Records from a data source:
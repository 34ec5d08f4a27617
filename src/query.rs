//! Deterministic filter/sort/paginate pipeline over the product collection.
//!
//! The engine is a pure function: given a snapshot of the collection and a
//! set of list parameters it produces one page of results plus pagination
//! metadata. Filters apply in a fixed order (category, min price, max price,
//! search) before sorting and slicing, so the reported totals always describe
//! the filtered set.

use crate::model::{Category, Product};
use rust_decimal::Decimal;
use serde::{Deserialize, Serialize};

/// Default page size when the requested size is missing or out of range.
pub const DEFAULT_PAGE_SIZE: u32 = 10;

/// Largest accepted page size; anything above falls back to the default.
pub const MAX_PAGE_SIZE: u32 = 100;

/// Parameters for a list query. Deserializes directly from a query string
/// with camelCase keys (`pageNumber`, `minPrice`, ...).
///
/// Out-of-range but well-typed values are coerced, never rejected:
/// `pageNumber` 0 becomes 1, and a `pageSize` outside 1..=100 becomes the
/// default 10 (not the nearest bound).
#[derive(Debug, Clone, Deserialize)]
#[serde(rename_all = "camelCase")]
pub struct ListParams {
    #[serde(default = "default_page_number")]
    pub page_number: u32,
    #[serde(default = "default_page_size")]
    pub page_size: u32,
    #[serde(default)]
    pub category: Option<String>,
    #[serde(default)]
    pub min_price: Option<Decimal>,
    #[serde(default)]
    pub max_price: Option<Decimal>,
    #[serde(default)]
    pub sort_by: Option<String>,
    #[serde(default)]
    pub search: Option<String>,
}

impl Default for ListParams {
    fn default() -> Self {
        Self {
            page_number: default_page_number(),
            page_size: default_page_size(),
            category: None,
            min_price: None,
            max_price: None,
            sort_by: None,
            search: None,
        }
    }
}

fn default_page_number() -> u32 {
    1
}

fn default_page_size() -> u32 {
    DEFAULT_PAGE_SIZE
}

/// Recognized sort orders. Anything unrecognized falls back to [`SortKey::Id`].
#[derive(Debug, Clone, Copy, PartialEq, Eq)]
pub enum SortKey {
    Name,
    NameDesc,
    Price,
    PriceDesc,
    CreatedAt,
    CreatedAtDesc,
    /// Default order: ascending by id.
    Id,
}

impl SortKey {
    /// Resolve a raw `sortBy` value case-insensitively.
    pub fn parse(raw: Option<&str>) -> SortKey {
        match raw.map(str::to_ascii_lowercase).as_deref() {
            Some("name") => SortKey::Name,
            Some("name_desc") => SortKey::NameDesc,
            Some("price") => SortKey::Price,
            Some("price_desc") => SortKey::PriceDesc,
            Some("createdat") => SortKey::CreatedAt,
            Some("createdat_desc") => SortKey::CreatedAtDesc,
            _ => SortKey::Id,
        }
    }
}

/// One page of results plus the metadata a caller needs to render
/// pagination controls. Serializes with camelCase keys.
#[derive(Debug, Clone, Serialize)]
#[serde(rename_all = "camelCase")]
pub struct Page<T> {
    pub data: Vec<T>,
    /// Effective (coerced) page number.
    pub page_number: u32,
    /// Effective (coerced) page size.
    pub page_size: u32,
    /// Count of records after filtering, before slicing.
    pub total_records: usize,
    /// `ceil(total_records / page_size)`; 0 when the filtered set is empty.
    pub total_pages: usize,
}

/// Run the full pipeline over a snapshot of the collection.
///
/// Out-of-range page numbers yield an empty page, not an error. The sort is
/// stable, so ties preserve the collection's original relative order.
pub fn execute(products: &[Product], params: &ListParams) -> Page<Product> {
    let page_number = params.page_number.max(1);
    let page_size = if (1..=MAX_PAGE_SIZE).contains(&params.page_size) {
        params.page_size
    } else {
        DEFAULT_PAGE_SIZE
    };

    let category = params
        .category
        .as_deref()
        .map(str::trim)
        .filter(|s| !s.is_empty())
        .and_then(Category::parse);
    let search = params
        .search
        .as_deref()
        .map(str::trim)
        .filter(|s| !s.is_empty())
        .map(str::to_lowercase);

    let mut filtered: Vec<Product> = products
        .iter()
        .filter(|p| category.is_none_or(|c| p.category == c))
        .filter(|p| params.min_price.is_none_or(|min| p.price >= min))
        .filter(|p| params.max_price.is_none_or(|max| p.price <= max))
        .filter(|p| {
            search.as_deref().is_none_or(|needle| {
                p.name.to_lowercase().contains(needle)
                    || p.description.to_lowercase().contains(needle)
            })
        })
        .cloned()
        .collect();

    // Stable sort: equal keys keep their pre-sort (insertion) order.
    match SortKey::parse(params.sort_by.as_deref()) {
        SortKey::Name => filtered.sort_by(|a, b| a.name.cmp(&b.name)),
        SortKey::NameDesc => filtered.sort_by(|a, b| b.name.cmp(&a.name)),
        SortKey::Price => filtered.sort_by(|a, b| a.price.cmp(&b.price)),
        SortKey::PriceDesc => filtered.sort_by(|a, b| b.price.cmp(&a.price)),
        SortKey::CreatedAt => filtered.sort_by(|a, b| a.created_at.cmp(&b.created_at)),
        SortKey::CreatedAtDesc => filtered.sort_by(|a, b| b.created_at.cmp(&a.created_at)),
        SortKey::Id => filtered.sort_by(|a, b| a.id.cmp(&b.id)),
    }

    let total_records = filtered.len();
    let total_pages = total_records.div_ceil(page_size as usize);

    let data: Vec<Product> = filtered
        .into_iter()
        .skip((page_number as usize - 1) * page_size as usize)
        .take(page_size as usize)
        .collect();

    Page {
        data,
        page_number,
        page_size,
        total_records,
        total_pages,
    }
}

TASK DESCRIPTION: Restate the data word for word, leaving nothing out.

ANSWER TO THIS TASK:
repository 34ec5d08f4a27617
filename src/query.rs
//! Deterministic filter/sort/paginate pipeline over the product collection.
//!
//! The engine is a pure function: given a snapshot of the collection and a
//! set of list parameters it produces one page of results plus pagination
//! metadata. Filters apply in a fixed order (category, min price, max price,
//! search) before sorting and slicing, so the reported totals always describe
//! the filtered set.

use crate::model::{Category, Product};
use rust_decimal::Decimal;
use serde::{Deserialize, Serialize};

/// Default page size when the requested size is missing or out of range.
pub const DEFAULT_PAGE_SIZE: u32 = 10;

/// Largest accepted page size; anything above falls back to the default.
pub const MAX_PAGE_SIZE: u32 = 100;

/// Parameters for a list query. Deserializes directly from a query string
/// with camelCase keys (`pageNumber`, `minPrice`, ...).
///
/// Out-of-range but well-typed values are coerced, never rejected:
/// `pageNumber` 0 becomes 1, and a `pageSize` outside 1..=100 becomes the
/// default 10 (not the nearest bound).
#[derive(Debug, Clone, Deserialize)]
#[serde(rename_all = "camelCase")]
pub struct ListParams {
    #[serde(default = "default_page_number")]
    pub page_number: u32,
    #[serde(default = "default_page_size")]
    pub page_size: u32,
    #[serde(default)]
    pub category: Option<String>,
    #[serde(default)]
    pub min_price: Option<Decimal>,
    #[serde(default)]
    pub max_price: Option<Decimal>,
    #[serde(default)]
    pub sort_by: Option<String>,
    #[serde(default)]
    pub search: Option<String>,
}

impl Default for ListParams {
    fn default() -> Self {
        Self {
            page_number: default_page_number(),
            page_size: default_page_size(),
            category: None,
            min_price: None,
            max_price: None,
            sort_by: None,
            search: None,
        }
    }
}

fn default_page_number() -> u32 {
    1
}

fn default_page_size() -> u32 {
    DEFAULT_PAGE_SIZE
}

/// Recognized sort orders. Anything unrecognized falls back to [`SortKey::Id`].
#[derive(Debug, Clone, Copy, PartialEq, Eq)]
pub enum SortKey {
    Name,
    NameDesc,
    Price,
    PriceDesc,
    CreatedAt,
    CreatedAtDesc,
    /// Default order: ascending by id.
    Id,
}

impl SortKey {
    /// Resolve a raw `sortBy` value case-insensitively.
    pub fn parse(raw: Option<&str>) -> SortKey {
        match raw.map(str::to_ascii_lowercase).as_deref() {
            Some("name") => SortKey::Name,
            Some("name_desc") => SortKey::NameDesc,
            Some("price") => SortKey::Price,
            Some("price_desc") => SortKey::PriceDesc,
            Some("createdat") => SortKey::CreatedAt,
            Some("createdat_desc") => SortKey::CreatedAtDesc,
            _ => SortKey::Id,
        }
    }
}

/// One page of results plus the metadata a caller needs to render
/// pagination controls. Serializes with camelCase keys.
#[derive(Debug, Clone, Serialize)]
#[serde(rename_all = "camelCase")]
pub struct Page<T> {
    pub data: Vec<T>,
    /// Effective (coerced) page number.
    pub page_number: u32,
    /// Effective (coerced) page size.
    pub page_size: u32,
    /// Count of records after filtering, before slicing.
    pub total_records: usize,
    /// `ceil(total_records / page_size)`; 0 when the filtered set is empty.
    pub total_pages: usize,
}

/// Run the full pipeline over a snapshot of the collection.
///
/// Out-of-range page numbers yield an empty page, not an error. The sort is
/// stable, so ties preserve the collection's original relative order.
pub fn execute(products: &[Product], params: &ListParams) -> Page<Product> {
    let page_number = params.page_number.max(1);
    let page_size = if (1..=MAX_PAGE_SIZE).contains(&params.page_size) {
        params.page_size
    } else {
        DEFAULT_PAGE_SIZE
    };

    let category = params
        .category
        .as_deref()
        .map(str::trim)
        .filter(|s| !s.is_empty())
        .and_then(Category::parse);
    let search = params
        .search
        .as_deref()
        .map(str::trim)
        .filter(|s| !s.is_empty())
        .map(str::to_lowercase);

    let mut filtered: Vec<Product> = products
        .iter()
        .filter(|p| category.is_none_or(|c| p.category == c))
        .filter(|p| params.min_price.is_none_or(|min| p.price >= min))
        .filter(|p| params.max_price.is_none_or(|max| p.price <= max))
        .filter(|p| {
            search.as_deref().is_none_or(|needle| {
                p.name.to_lowercase().contains(needle)
                    || p.description.to_lowercase().contains(needle)
            })
        })
        .cloned()
        .collect();

    // Stable sort: equal keys keep their pre-sort (insertion) order.
    match SortKey::parse(params.sort_by.as_deref()) {
        SortKey::Name => filtered.sort_by(|a, b| a.name.cmp(&b.name)),
        SortKey::NameDesc => filtered.sort_by(|a, b| b.name.cmp(&a.name)),
        SortKey::Price => filtered.sort_by(|a, b| a.price.cmp(&b.price)),
        SortKey::PriceDesc => filtered.sort_by(|a, b| b.price.cmp(&a.price)),
        SortKey::CreatedAt => filtered.sort_by(|a, b| a.created_at.cmp(&b.created_at)),
        SortKey::CreatedAtDesc => filtered.sort_by(|a, b| b.created_at.cmp(&a.created_at)),
        SortKey::Id => filtered.sort_by(|a, b| a.id.cmp(&b.id)),
    }

    let total_records = filtered.len();
    let total_pages = total_records.div_ceil(page_size as usize);

    let data: Vec<Product> = filtered
        .into_iter()
        .skip((page_number as usize - 1) * page_size as usize)
        .take(page_size as usize)
        .collect();

    Page {
        data,
        page_number,
        page_size,
        total_records,
        total_pages,
    }
}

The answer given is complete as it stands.